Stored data
☆ ☆ ☆
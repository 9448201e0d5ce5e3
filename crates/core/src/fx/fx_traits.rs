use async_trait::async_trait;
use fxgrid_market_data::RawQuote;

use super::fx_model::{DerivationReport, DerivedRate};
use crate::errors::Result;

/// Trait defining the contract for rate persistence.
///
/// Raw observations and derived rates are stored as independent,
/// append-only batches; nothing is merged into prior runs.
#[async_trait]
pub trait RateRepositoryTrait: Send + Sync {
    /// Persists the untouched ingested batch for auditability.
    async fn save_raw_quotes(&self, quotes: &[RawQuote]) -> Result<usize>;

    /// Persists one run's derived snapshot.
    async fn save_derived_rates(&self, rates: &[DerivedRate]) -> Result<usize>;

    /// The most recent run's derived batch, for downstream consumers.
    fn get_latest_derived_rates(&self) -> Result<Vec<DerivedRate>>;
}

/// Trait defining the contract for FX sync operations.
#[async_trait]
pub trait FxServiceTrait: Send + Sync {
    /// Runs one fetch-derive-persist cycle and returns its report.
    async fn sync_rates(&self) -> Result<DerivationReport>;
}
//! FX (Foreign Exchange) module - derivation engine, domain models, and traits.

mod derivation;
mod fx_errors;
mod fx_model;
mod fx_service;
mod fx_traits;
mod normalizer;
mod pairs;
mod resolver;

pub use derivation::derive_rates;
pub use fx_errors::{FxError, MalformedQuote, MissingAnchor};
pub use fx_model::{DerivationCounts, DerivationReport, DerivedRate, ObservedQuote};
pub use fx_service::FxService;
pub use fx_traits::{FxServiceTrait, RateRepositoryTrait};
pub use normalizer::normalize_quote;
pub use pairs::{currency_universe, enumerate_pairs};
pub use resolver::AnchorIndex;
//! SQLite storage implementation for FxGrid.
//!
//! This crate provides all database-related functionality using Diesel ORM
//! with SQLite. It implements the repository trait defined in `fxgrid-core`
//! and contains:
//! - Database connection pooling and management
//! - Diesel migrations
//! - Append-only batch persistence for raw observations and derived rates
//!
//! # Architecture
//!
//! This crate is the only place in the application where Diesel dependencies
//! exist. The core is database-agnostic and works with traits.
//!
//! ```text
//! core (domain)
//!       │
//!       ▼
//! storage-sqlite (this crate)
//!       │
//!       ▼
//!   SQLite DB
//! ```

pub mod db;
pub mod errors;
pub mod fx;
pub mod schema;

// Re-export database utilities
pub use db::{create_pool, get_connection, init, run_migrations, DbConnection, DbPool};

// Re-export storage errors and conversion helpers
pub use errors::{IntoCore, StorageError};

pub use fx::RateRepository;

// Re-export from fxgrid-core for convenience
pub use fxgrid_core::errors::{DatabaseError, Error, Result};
☆ ☆ ☆
• **BRIEF**
Which of the lines above carry the string "self"? Pick them out and copy them.

• **SOLVED PROBLEM**
    async fn save_raw_quotes(&self, quotes: &[RawQuote]) -> Result<usize>;
    async fn save_derived_rates(&self, rates: &[DerivedRate]) -> Result<usize>;
    fn get_latest_derived_rates(&self) -> Result<Vec<DerivedRate>>;
    async fn sync_rates(&self) -> Result<DerivationReport>;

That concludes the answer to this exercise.